> [YOUR GOAL] Scan the entries for the word "enqueued". Every line that has it should be copied.

┌─ EXERCISE MATERIALS

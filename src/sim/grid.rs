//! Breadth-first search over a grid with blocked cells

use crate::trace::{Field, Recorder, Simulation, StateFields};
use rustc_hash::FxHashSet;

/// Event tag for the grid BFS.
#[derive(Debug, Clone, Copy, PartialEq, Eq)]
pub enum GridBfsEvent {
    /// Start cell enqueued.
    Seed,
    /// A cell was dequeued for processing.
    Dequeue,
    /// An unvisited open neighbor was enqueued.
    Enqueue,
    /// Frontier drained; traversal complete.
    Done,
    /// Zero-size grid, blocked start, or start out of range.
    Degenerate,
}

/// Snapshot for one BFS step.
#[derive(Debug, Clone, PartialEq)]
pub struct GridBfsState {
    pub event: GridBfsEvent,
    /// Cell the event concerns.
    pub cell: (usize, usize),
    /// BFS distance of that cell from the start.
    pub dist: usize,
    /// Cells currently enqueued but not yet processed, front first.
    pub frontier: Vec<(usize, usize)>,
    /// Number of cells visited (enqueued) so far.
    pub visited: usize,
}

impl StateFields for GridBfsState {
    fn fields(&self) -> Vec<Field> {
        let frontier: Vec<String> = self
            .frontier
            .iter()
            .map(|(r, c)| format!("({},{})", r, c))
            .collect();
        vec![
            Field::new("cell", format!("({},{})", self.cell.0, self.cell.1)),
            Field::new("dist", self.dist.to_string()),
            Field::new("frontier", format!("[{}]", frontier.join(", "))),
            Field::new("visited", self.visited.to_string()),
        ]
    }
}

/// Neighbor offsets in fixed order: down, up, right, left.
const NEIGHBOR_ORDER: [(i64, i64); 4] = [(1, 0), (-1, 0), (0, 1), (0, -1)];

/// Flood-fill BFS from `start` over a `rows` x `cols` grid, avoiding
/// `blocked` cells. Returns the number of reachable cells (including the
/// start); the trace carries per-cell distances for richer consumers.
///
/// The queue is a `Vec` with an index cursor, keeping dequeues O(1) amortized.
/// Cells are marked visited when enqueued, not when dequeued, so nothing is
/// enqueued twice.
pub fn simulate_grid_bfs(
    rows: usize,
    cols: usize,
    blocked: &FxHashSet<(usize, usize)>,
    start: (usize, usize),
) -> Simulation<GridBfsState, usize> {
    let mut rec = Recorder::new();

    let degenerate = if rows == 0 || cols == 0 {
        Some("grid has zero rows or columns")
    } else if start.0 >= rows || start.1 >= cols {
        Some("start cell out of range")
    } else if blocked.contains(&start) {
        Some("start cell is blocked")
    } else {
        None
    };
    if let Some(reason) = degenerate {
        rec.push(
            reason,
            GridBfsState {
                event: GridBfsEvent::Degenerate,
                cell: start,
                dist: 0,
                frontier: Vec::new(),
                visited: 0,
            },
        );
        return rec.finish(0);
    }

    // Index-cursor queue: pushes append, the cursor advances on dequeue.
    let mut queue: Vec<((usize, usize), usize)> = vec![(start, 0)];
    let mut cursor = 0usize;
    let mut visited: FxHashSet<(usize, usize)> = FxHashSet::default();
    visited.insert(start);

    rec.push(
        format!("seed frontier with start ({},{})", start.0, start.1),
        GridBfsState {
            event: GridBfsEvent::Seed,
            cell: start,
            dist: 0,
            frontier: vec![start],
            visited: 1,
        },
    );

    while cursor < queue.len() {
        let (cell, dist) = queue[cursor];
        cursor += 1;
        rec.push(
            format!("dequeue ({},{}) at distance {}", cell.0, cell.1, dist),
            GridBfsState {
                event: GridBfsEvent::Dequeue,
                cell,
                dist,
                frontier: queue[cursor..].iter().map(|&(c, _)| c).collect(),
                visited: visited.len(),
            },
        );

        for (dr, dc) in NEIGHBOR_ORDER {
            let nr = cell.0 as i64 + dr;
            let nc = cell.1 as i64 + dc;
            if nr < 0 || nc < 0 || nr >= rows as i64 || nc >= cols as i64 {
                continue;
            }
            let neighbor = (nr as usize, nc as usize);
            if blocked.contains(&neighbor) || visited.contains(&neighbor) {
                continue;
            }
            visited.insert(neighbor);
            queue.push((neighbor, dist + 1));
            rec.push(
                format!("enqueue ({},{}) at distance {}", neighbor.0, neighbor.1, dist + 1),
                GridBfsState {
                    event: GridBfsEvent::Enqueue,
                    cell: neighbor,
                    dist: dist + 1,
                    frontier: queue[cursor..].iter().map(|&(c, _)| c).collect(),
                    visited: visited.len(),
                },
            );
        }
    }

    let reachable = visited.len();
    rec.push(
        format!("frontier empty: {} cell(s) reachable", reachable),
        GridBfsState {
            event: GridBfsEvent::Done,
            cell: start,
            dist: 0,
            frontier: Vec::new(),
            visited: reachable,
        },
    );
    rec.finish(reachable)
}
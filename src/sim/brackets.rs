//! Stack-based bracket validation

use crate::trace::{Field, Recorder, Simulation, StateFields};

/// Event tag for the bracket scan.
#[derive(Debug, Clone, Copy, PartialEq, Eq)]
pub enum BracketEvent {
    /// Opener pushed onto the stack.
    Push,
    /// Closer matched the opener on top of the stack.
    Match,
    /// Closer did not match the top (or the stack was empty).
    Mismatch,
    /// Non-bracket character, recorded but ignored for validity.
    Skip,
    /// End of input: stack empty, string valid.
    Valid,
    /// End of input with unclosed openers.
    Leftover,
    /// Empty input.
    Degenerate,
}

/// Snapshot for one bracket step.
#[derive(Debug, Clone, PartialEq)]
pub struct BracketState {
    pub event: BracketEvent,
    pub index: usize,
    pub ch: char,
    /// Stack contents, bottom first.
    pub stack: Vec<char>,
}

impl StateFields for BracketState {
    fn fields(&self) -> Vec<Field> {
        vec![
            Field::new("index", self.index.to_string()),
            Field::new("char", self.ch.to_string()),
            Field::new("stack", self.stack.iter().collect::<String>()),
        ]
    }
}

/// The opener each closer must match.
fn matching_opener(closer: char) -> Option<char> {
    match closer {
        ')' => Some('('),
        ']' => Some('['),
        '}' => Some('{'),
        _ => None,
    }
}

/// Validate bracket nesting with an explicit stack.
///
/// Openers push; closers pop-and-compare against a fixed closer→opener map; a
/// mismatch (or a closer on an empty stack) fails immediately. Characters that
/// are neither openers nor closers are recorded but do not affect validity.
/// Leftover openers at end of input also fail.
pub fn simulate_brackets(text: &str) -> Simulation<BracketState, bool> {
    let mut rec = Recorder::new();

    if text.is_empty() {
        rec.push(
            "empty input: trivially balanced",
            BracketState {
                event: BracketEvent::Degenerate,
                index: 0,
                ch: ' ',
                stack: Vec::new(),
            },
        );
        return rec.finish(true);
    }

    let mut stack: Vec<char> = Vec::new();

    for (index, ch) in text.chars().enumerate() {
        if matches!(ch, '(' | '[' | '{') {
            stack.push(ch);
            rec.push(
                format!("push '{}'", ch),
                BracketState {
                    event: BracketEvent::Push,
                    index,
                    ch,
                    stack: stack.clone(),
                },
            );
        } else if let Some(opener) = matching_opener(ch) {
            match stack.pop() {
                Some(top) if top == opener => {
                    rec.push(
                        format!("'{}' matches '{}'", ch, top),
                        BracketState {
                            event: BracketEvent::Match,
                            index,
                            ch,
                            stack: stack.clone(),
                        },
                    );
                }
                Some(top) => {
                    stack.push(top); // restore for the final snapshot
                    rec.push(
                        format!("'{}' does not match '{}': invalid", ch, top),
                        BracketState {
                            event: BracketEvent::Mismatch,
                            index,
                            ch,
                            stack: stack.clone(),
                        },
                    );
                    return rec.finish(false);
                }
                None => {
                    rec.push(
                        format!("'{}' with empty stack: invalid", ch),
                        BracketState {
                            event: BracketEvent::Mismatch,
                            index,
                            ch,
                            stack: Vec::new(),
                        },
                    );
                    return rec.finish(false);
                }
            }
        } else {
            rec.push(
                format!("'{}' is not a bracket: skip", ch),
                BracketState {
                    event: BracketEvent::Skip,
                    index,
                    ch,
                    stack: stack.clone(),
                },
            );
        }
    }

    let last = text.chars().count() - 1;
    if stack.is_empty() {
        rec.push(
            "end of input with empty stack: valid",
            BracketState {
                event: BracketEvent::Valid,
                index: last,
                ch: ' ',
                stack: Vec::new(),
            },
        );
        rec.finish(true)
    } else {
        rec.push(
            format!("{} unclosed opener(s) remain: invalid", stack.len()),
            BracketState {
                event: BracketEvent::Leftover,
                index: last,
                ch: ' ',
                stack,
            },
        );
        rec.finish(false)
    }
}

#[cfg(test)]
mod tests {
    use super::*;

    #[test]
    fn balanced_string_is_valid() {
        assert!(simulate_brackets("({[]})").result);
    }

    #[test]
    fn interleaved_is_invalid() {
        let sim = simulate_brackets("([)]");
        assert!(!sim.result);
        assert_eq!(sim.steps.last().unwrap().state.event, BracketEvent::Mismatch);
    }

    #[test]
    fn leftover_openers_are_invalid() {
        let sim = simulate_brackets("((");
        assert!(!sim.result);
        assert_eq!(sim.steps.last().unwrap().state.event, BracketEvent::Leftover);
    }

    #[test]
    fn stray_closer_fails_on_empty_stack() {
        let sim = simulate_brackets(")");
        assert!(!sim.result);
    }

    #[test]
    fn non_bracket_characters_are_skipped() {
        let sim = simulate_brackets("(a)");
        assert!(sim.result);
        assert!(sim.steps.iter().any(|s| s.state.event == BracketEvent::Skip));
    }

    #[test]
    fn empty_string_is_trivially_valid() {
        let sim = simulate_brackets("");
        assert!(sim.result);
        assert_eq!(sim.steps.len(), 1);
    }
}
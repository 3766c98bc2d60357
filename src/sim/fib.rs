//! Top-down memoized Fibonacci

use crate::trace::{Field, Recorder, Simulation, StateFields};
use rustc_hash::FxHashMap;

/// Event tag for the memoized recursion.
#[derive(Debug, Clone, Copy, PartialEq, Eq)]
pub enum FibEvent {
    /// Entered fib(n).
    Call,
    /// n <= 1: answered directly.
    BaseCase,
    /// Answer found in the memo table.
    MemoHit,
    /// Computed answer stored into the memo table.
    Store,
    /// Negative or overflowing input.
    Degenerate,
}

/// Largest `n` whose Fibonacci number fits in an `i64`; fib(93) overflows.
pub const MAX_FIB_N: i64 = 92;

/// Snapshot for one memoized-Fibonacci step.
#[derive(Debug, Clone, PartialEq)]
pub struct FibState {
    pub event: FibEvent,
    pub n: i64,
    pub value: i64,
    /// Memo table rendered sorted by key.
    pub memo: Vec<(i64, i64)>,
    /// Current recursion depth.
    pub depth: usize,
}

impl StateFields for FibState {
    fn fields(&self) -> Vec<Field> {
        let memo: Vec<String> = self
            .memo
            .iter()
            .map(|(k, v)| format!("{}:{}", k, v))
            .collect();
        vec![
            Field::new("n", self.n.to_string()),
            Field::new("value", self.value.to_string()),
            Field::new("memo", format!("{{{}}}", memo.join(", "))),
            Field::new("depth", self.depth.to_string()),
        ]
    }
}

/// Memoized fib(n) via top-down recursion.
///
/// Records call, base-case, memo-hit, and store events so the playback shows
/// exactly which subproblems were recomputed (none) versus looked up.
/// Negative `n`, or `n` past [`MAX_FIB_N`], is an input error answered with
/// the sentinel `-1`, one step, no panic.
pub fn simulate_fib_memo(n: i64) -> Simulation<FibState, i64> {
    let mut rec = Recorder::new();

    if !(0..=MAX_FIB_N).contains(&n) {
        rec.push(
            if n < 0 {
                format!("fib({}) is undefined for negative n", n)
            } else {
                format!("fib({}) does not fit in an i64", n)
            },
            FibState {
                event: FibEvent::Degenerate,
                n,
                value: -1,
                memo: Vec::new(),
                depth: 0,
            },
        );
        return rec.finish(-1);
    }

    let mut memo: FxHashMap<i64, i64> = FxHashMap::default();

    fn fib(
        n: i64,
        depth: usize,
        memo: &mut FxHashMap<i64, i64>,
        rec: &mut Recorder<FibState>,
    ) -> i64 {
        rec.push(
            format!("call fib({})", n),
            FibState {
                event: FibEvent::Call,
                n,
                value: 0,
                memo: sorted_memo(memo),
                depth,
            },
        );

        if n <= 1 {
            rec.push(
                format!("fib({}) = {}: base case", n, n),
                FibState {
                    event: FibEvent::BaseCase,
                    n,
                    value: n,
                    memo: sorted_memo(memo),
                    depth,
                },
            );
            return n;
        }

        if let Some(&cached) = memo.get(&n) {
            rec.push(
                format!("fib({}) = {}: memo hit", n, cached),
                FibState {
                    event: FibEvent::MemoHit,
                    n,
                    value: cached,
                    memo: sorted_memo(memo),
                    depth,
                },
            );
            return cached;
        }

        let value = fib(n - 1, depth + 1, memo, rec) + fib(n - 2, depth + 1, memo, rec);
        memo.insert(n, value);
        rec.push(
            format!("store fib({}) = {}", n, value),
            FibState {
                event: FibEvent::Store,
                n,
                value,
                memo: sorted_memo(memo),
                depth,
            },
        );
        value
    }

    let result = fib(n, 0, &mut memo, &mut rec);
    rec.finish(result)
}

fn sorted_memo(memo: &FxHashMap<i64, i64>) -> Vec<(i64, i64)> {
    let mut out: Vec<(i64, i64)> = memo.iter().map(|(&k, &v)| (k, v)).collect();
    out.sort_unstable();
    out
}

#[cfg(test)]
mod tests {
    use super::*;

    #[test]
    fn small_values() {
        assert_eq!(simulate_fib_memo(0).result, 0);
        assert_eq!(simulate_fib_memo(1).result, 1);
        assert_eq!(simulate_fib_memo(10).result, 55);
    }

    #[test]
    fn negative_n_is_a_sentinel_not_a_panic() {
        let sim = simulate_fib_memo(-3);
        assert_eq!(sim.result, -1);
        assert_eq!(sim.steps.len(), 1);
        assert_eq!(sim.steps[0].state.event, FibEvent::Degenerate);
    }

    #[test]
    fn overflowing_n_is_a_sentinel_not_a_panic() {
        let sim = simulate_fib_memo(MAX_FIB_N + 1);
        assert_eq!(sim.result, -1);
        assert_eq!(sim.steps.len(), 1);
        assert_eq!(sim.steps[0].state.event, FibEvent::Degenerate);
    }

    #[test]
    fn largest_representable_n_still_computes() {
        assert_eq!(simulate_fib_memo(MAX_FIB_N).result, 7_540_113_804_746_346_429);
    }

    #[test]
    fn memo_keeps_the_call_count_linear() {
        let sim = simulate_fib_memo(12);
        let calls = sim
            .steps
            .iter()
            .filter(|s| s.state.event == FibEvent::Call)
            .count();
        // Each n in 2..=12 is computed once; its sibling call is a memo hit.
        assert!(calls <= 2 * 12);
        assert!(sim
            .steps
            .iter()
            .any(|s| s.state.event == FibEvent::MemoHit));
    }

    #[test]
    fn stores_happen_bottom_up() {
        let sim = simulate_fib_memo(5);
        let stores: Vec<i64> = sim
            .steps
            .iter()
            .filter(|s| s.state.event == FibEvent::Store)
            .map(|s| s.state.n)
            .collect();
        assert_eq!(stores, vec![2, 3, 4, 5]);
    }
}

└─

> [REPLY]
    /// Start cell enqueued.
    /// An unvisited open neighbor was enqueued.
    /// Cells currently enqueued but not yet processed, front first.
    /// Number of cells visited (enqueued) so far.
/// Cells are marked visited when enqueued, not when dequeued, so nothing is
/// enqueued twice.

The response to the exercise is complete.